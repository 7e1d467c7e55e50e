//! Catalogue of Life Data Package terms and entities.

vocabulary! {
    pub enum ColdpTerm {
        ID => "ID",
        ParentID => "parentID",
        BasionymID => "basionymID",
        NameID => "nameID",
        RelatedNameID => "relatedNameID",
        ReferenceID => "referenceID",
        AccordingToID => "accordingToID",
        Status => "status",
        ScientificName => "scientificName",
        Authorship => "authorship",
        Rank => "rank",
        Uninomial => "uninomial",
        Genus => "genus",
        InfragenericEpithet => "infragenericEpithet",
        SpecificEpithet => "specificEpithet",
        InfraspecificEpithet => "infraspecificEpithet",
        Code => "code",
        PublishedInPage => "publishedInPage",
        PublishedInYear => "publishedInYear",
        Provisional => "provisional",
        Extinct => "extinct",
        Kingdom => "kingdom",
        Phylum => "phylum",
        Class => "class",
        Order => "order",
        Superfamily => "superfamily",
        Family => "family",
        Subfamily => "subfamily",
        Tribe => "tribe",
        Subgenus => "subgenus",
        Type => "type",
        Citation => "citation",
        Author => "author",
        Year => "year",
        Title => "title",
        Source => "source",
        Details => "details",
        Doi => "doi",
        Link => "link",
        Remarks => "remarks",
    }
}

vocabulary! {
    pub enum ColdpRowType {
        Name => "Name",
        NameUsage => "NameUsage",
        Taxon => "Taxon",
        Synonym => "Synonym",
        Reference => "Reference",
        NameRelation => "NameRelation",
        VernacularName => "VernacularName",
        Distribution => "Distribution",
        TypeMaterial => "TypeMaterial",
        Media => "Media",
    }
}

--------

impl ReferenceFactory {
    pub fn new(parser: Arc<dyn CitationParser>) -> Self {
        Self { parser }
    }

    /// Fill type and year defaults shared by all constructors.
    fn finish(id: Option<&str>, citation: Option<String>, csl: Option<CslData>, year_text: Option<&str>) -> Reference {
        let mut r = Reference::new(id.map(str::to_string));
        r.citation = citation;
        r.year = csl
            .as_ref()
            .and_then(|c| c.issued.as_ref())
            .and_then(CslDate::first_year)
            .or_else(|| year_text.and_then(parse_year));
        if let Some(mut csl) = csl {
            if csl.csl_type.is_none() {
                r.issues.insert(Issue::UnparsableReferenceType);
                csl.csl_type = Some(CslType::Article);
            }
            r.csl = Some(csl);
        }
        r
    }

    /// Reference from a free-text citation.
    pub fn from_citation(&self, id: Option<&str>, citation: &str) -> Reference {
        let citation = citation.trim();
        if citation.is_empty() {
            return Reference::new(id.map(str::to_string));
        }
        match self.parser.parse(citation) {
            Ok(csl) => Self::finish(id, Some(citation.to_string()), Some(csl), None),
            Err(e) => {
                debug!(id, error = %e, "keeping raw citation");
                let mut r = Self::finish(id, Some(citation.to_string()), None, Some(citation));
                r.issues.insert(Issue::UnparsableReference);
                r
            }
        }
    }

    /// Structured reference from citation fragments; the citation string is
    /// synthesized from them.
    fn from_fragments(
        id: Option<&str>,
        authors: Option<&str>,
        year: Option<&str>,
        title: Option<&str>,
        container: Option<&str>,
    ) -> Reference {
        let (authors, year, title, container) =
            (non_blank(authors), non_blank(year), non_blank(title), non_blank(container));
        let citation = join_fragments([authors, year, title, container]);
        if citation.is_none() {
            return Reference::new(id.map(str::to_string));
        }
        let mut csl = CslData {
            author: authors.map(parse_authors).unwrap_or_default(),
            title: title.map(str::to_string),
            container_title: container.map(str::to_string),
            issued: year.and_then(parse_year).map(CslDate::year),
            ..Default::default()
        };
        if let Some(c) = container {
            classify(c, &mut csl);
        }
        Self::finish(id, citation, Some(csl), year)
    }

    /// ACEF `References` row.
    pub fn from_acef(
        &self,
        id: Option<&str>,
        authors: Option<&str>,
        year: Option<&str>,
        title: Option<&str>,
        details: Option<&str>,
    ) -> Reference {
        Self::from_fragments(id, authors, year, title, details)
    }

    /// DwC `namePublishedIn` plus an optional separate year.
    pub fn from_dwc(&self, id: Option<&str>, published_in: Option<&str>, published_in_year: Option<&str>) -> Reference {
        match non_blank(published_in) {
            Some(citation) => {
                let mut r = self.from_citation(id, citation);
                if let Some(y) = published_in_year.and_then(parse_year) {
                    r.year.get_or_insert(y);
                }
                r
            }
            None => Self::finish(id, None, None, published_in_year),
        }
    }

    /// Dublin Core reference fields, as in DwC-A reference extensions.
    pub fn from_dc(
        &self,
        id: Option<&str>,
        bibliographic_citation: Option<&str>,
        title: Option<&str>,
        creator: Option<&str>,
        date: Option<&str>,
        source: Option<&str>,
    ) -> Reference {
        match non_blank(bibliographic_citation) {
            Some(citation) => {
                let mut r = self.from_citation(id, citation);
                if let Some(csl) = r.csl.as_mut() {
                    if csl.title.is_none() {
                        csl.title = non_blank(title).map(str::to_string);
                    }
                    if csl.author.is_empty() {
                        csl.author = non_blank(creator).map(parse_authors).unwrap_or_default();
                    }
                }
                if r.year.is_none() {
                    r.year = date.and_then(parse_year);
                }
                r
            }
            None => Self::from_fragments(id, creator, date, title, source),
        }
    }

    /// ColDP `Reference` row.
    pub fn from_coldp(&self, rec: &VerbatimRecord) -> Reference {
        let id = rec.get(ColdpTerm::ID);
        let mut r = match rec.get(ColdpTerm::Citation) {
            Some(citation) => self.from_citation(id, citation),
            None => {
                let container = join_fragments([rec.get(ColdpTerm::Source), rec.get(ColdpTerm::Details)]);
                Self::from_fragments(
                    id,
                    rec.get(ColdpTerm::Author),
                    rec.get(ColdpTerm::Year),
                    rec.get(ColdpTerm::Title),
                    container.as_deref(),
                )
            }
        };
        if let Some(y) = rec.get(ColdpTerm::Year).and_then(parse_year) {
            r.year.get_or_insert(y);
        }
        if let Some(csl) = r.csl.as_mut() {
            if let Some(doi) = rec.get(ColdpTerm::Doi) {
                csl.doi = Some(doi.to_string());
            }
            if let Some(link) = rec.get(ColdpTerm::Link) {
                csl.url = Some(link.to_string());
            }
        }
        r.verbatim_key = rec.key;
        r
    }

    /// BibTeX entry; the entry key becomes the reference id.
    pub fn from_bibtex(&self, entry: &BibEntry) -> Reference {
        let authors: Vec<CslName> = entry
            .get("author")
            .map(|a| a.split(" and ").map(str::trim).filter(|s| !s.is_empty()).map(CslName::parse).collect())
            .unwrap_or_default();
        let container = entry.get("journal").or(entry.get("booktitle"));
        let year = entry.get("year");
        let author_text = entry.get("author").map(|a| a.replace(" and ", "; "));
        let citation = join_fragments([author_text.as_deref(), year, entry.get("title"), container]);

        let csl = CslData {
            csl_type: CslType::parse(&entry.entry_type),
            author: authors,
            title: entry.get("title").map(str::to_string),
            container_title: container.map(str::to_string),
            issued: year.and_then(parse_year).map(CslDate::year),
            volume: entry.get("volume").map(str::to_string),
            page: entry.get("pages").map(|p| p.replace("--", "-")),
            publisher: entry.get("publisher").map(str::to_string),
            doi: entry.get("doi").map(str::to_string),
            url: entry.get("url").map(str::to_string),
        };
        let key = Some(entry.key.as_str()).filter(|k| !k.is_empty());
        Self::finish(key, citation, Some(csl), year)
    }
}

--------

● **PROBLEM REQUIREMENTS**:
Number of lines above containing "enum": state it and nothing else.

● **REPLY**:
2